The idea is that the user manually creates an easy-to-type mobile access token. Then they launch their mobile app, and paste the token in there. The mobile app can then authenticate itself to the api/mobile scripts by sending the access token along with the user's username. The mobile access token is "rotated", replaced by a new random GUID, on each page request, and the new value is sent back to the mobile app with the response. This was meant to provide some scant additional security, back when most Mahara sites went out over HTTP rather than HTTPS. However, in practice, it meant that the application's connection would die if a communication error prevented it from getting the new code, requiring an inconvenient new connection.

The 3rd-party webservices plugin

In 2011, a Mahara Dev ported Moodle's (then-experimental) webservices plugin to Mahara. This is described here: https://wiki.mahara.org/wiki/Plugins/Auth/WebServices

The version of the plugin in Mahara 15.04+ is based on this optional plugin, and it attempts to allow a site to migrate from the optional plugin to the new core systems.

Mahara 15.04: Webservices in core

Mahara 15.04 moved the webservices plugin into core. This was primarily an update of the old plugin, as well as cleaning up its user interface. This version of the plugin shipped with some standard "Service groups" which were not designed for any specific application, but were meant to be a kind of demo of the technology.

Mahara 16.04: Connection manager

Mahara 16.04 added the Connection Manager system, which is meant to streamline the ability for Mahara plugins to make outgoing webservices requests. It provides an API by which a plugin may describe the kind of connection it is able to handle (for instance, a plugin to communicate with Moodle might describe which Moodle webservices component and function it wants to call, and which authentication data it needs). Site and Institution admins can then configure "instances" of these connections, with different values for different institutions (to allow, for instance, different institutions to connect to different Moodle sites).

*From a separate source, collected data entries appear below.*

//! Extension table configuration.
//!
//! This module provides support for extending the built-in extension table
//! via TOML configuration files. Each entry maps an extension string
//! (single or multi-segment) to one of the category folder names.
//!
//! # Configuration File Format
//!
//! Configuration is stored in TOML format with the following structure:
//!
//! ```toml
//! [extensions]
//! "rar" = "archives"
//! "gif" = "images"
//! "tar.zst" = "archives"
//! ```

use crate::file_category::{Category, ExtensionTable};
use serde::{Deserialize, Serialize};
use std::collections::HashMap;
use std::fs;
use std::path::{Path, PathBuf};

/// Errors that can occur during configuration loading.
#[derive(Debug, Clone)]
pub enum ConfigError {
    /// Configuration file not found at the specified path.
    ConfigNotFound(PathBuf),
    /// Invalid TOML syntax or structure.
    ConfigInvalid(String),
    /// An extension was mapped to a category folder that does not exist.
    UnknownCategory {
        /// The extension whose mapping is invalid.
        extension: String,
        /// The unrecognized category name.
        category: String,
    },
    /// IO error while reading configuration.
    IoError(String),
}

impl std::fmt::Display for ConfigError {
    fn fmt(&self, f: &mut std::fmt::Formatter<'_>) -> std::fmt::Result {
        match self {
            ConfigError::ConfigNotFound(path) => {
                write!(f, "Configuration file not found: {}", path.display())
            }
            ConfigError::ConfigInvalid(msg) => write!(f, "Invalid configuration: {}", msg),
            ConfigError::UnknownCategory {
                extension,
                category,
            } => {
                write!(
                    f,
                    "Extension '{}' is mapped to unknown category '{}' (expected one of: {})",
                    extension,
                    category,
                    Category::ALL.map(|c| c.dir_name()).join(", ")
                )
            }
            ConfigError::IoError(msg) => write!(f, "IO error reading configuration: {}", msg),
        }
    }
}

impl std::error::Error for ConfigError {}

/// Extension mappings loaded from a TOML configuration file.
///
/// These are merged over the built-in table, so an entry can both add a new
/// extension and reroute a built-in one.
#[derive(Debug, Clone, Default, Serialize, Deserialize)]
pub struct SortConfig {
    /// Extension string to category folder name.
    #[serde(default)]
    pub extensions: HashMap<String, String>,
}

impl SortConfig {
    /// Load configuration from a file, with fallback to defaults.
    ///
    /// Attempts to load configuration in the following order:
    /// 1. If `config_path` is provided, load from that file
    /// 2. Look for `.unclutterrc.toml` in the current directory
    /// 3. Look for `~/.config/unclutter/config.toml` in home directory
    /// 4. Fall back to the empty default (built-in table only)
    ///
    /// # Errors
    ///
    /// Returns an error if a configuration file is explicitly provided but
    /// cannot be read or parsed.
    pub fn load(config_path: Option<&Path>) -> Result<Self, ConfigError> {
        if let Some(path) = config_path {
            return Self::load_from_file(path);
        }

        let local_config = PathBuf::from(".unclutterrc.toml");
        if local_config.exists() {
            return Self::load_from_file(&local_config);
        }

        if let Ok(home) = std::env::var("HOME") {
            let home_config = PathBuf::from(home)
                .join(".config")
                .join("unclutter")
                .join("config.toml");
            if home_config.exists() {
                return Self::load_from_file(&home_config);
            }
        }

        Ok(Self::default())
    }

    /// Load configuration from a specific file.
    ///
    /// # Errors
    ///
    /// Returns `ConfigError::ConfigNotFound` if the file does not exist.
    /// Returns `ConfigError::ConfigInvalid` if TOML parsing fails.
    /// Returns `ConfigError::IoError` if the file cannot be read.
    fn load_from_file(path: &Path) -> Result<Self, ConfigError> {
        if !path.exists() {
            return Err(ConfigError::ConfigNotFound(path.to_path_buf()));
        }

        let content = fs::read_to_string(path).map_err(|e| ConfigError::IoError(e.to_string()))?;

        toml::from_str(&content).map_err(|e| ConfigError::ConfigInvalid(e.to_string()))
    }

    /// Merges the configured mappings into an extension table.
    ///
    /// # Errors
    ///
    /// Returns `ConfigError::UnknownCategory` if any entry names a category
    /// folder that does not exist.
    pub fn apply(&self, table: &mut ExtensionTable) -> Result<(), ConfigError> {
        for (extension, category_name) in &self.extensions {
            let category = Category::from_dir_name(category_name).ok_or_else(|| {
                ConfigError::UnknownCategory {
                    extension: extension.clone(),
                    category: category_name.clone(),
                }
            })?;
            table.add_mapping(extension, category);
        }
        Ok(())
    }
}

#[cfg(test)]
mod tests {
    use super::*;
    use crate::file_category::Resolution;
    use std::io::Write;
    use tempfile::TempDir;

    #[test]
    fn test_default_config_is_empty() {
        let config = SortConfig::default();
        assert!(config.extensions.is_empty());
    }

    #[test]
    fn test_apply_adds_mapping() {
        let mut config = SortConfig::default();
        config
            .extensions
            .insert("rar".to_string(), "archives".to_string());

        let mut table = ExtensionTable::default();
        config.apply(&mut table).expect("apply failed");

        assert_eq!(table.category_for("rar"), Some(Category::Archive));
    }

    #[test]
    fn test_apply_compound_extension() {
        let mut config = SortConfig::default();
        config
            .extensions
            .insert("tar.zst".to_string(), "archives".to_string());

        let mut table = ExtensionTable::default();
        config.apply(&mut table).expect("apply failed");

        assert_eq!(
            table.resolve("dump.tar.zst"),
            Resolution::Known {
                extension: "TAR.ZST".to_string(),
                category: Category::Archive,
            }
        );
    }

    #[test]
    fn test_apply_unknown_category_fails() {
        let mut config = SortConfig::default();
        config
            .extensions
            .insert("iso".to_string(), "disk-images".to_string());

        let mut table = ExtensionTable::default();
        let result = config.apply(&mut table);
        assert!(result.is_err());
    }

    #[test]
    fn test_load_from_explicit_file() {
        let temp_dir = TempDir::new().expect("Failed to create temp directory");
        let config_path = temp_dir.path().join("config.toml");
        let mut file = fs::File::create(&config_path).expect("Failed to create config");
        writeln!(file, "[extensions]\n\"gif\" = \"images\"").expect("Failed to write config");

        let config = SortConfig::load(Some(&config_path)).expect("load failed");
        assert_eq!(config.extensions.get("gif"), Some(&"images".to_string()));
    }

    #[test]
    fn test_load_missing_explicit_file_fails() {
        let result = SortConfig::load(Some(Path::new("/nonexistent/config.toml")));
        assert!(matches!(result, Err(ConfigError::ConfigNotFound(_))));
    }

    #[test]
    fn test_load_invalid_toml_fails() {
        let temp_dir = TempDir::new().expect("Failed to create temp directory");
        let config_path = temp_dir.path().join("config.toml");
        fs::write(&config_path, "not [ valid toml").expect("Failed to write config");

        let result = SortConfig::load(Some(&config_path));
        assert!(matches!(result, Err(ConfigError::ConfigInvalid(_))));
    }
}
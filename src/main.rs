use clap::Parser;
use unclutter::cli::{Cli, run_cli};

fn main() {
    let cli = Cli::parse();

    if let Err(e) = run_cli(&cli.source, cli.config.as_deref()) {
        eprintln!("Error: {}", e);
        std::process::exit(1);
    }
}
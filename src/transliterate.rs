//! Filename normalization with Cyrillic-to-Latin transliteration.
//!
//! Destination names must be filesystem-safe and Latin-only. `normalize`
//! replaces every non-alphanumeric character with an underscore and
//! transliterates Cyrillic letters to their phonetic Latin equivalents.
//!
//! # Examples
//!
//! ```
//! use unclutter::transliterate::Transliterator;
//!
//! let tr = Transliterator::default();
//! assert_eq!(tr.normalize("привіт"), "privit");
//! assert_eq!(tr.normalize("my report (final)"), "my_report__final_");
//! ```

use std::collections::HashMap;

/// Lowercase Cyrillic letters and their Latin phonetic equivalents.
/// Uppercase variants are derived (the replacement string is uppercased too,
/// so 'Щ' becomes "SCH"). Hard and soft signs map to nothing.
const TRANSLITERATION: &[(char, &str)] = &[
    ('а', "a"),
    ('б', "b"),
    ('в', "v"),
    ('г', "g"),
    ('д', "d"),
    ('е', "e"),
    ('ё', "e"),
    ('ж', "j"),
    ('з', "z"),
    ('и', "i"),
    ('й', "j"),
    ('к', "k"),
    ('л', "l"),
    ('м', "m"),
    ('н', "n"),
    ('о', "o"),
    ('п', "p"),
    ('р', "r"),
    ('с', "s"),
    ('т', "t"),
    ('у', "u"),
    ('ф', "f"),
    ('х', "h"),
    ('ц', "ts"),
    ('ч', "ch"),
    ('ш', "sh"),
    ('щ', "sch"),
    ('ъ', ""),
    ('ы', "y"),
    ('ь', ""),
    ('э', "e"),
    ('ю', "yu"),
    ('я', "ya"),
    ('є', "je"),
    ('і', "i"),
    ('ї', "ji"),
    ('ґ', "g"),
];

/// Maps Cyrillic characters to Latin replacement strings.
///
/// Built once at startup and shared read-only by every walker task.
#[derive(Debug, Clone)]
pub struct Transliterator {
    table: HashMap<char, String>,
}

impl Transliterator {
    /// Creates a transliterator with the full Cyrillic table, both cases.
    pub fn new() -> Self {
        let mut table = HashMap::new();
        for &(letter, replacement) in TRANSLITERATION {
            table.insert(letter, replacement.to_string());
            for upper in letter.to_uppercase() {
                table.insert(upper, replacement.to_uppercase());
            }
        }
        Self { table }
    }

    /// Normalizes a name into a filesystem-safe, Latin-only form.
    ///
    /// Non-alphanumeric characters become underscores; Cyrillic letters are
    /// transliterated; everything else passes through with its case kept.
    /// Total function: never fails, never touches the filesystem.
    pub fn normalize(&self, name: &str) -> String {
        let mut normalized = String::with_capacity(name.len());
        for ch in name.chars() {
            if !ch.is_alphanumeric() {
                normalized.push('_');
            } else if let Some(replacement) = self.table.get(&ch) {
                normalized.push_str(replacement);
            } else {
                normalized.push(ch);
            }
        }
        normalized
    }
}

impl Default for Transliterator {
    fn default() -> Self {
        Self::new()
    }
}

#[cfg(test)]
mod tests {
    use super::*;

    #[test]
    fn test_latin_passes_through() {
        let tr = Transliterator::default();
        assert_eq!(tr.normalize("Report2024"), "Report2024");
    }

    #[test]
    fn test_punctuation_becomes_underscore() {
        let tr = Transliterator::default();
        assert_eq!(tr.normalize("my file-1!"), "my_file_1_");
        assert_eq!(tr.normalize("a b.c"), "a_b_c");
    }

    #[test]
    fn test_lowercase_cyrillic() {
        let tr = Transliterator::default();
        assert_eq!(tr.normalize("привіт"), "privit");
        assert_eq!(tr.normalize("щука"), "schuka");
    }

    #[test]
    fn test_uppercase_cyrillic_uppercases_replacement() {
        let tr = Transliterator::default();
        assert_eq!(tr.normalize("Цех"), "TSeh");
        assert_eq!(tr.normalize("ЩИТ"), "SCHIT");
    }

    #[test]
    fn test_signs_are_elided() {
        let tr = Transliterator::default();
        assert_eq!(tr.normalize("объём"), "obem");
        assert_eq!(tr.normalize("день"), "den");
    }

    #[test]
    fn test_result_is_ascii_safe() {
        let tr = Transliterator::default();
        let normalized = tr.normalize("звіт за рік (копія)");
        assert!(
            normalized
                .chars()
                .all(|c| c.is_ascii_alphanumeric() || c == '_'),
            "unexpected character in {normalized:?}"
        );
    }

    #[test]
    fn test_ukrainian_letters() {
        let tr = Transliterator::default();
        assert_eq!(tr.normalize("їжак"), "jijak");
        assert_eq!(tr.normalize("ґанок"), "ganok");
        assert_eq!(tr.normalize("єнот"), "jenot");
    }
}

Mahara 16.10: module/mobileapi

Work on Mahara Mobile required cleaning up the webservices code some more, and creating an actual webservice to be used by a real app. The specific webservices needed by the Mahara Mobile app were placed under a dedicated module, mobileapi, which also includes some JSON-based scripts that aren't using the standard Mahara webservices engine.

Changes to the core webservices functionality outside of that module, include:

  • Adding a "shortname" component to each service group, to make them easier for connecting applications to identify
  • Clarifying how "restrictedusers" and "tokenusers" interact
  • Allowing a webservice function parameter's default value to not match the type definition for that parameter. (The idea being that the type-enforcement is for incoming user data; whereas the default is a trustable hard-coded value, and being a different data type is often a useful signal to indicate the lack of a user-supplied value)
  • Allowing individual users to generate and delete their own webservice access tokens
    • Although, lacking a general permissions system like Mahara, this functionality is currently limited to the mobileapi module, by hard-coding.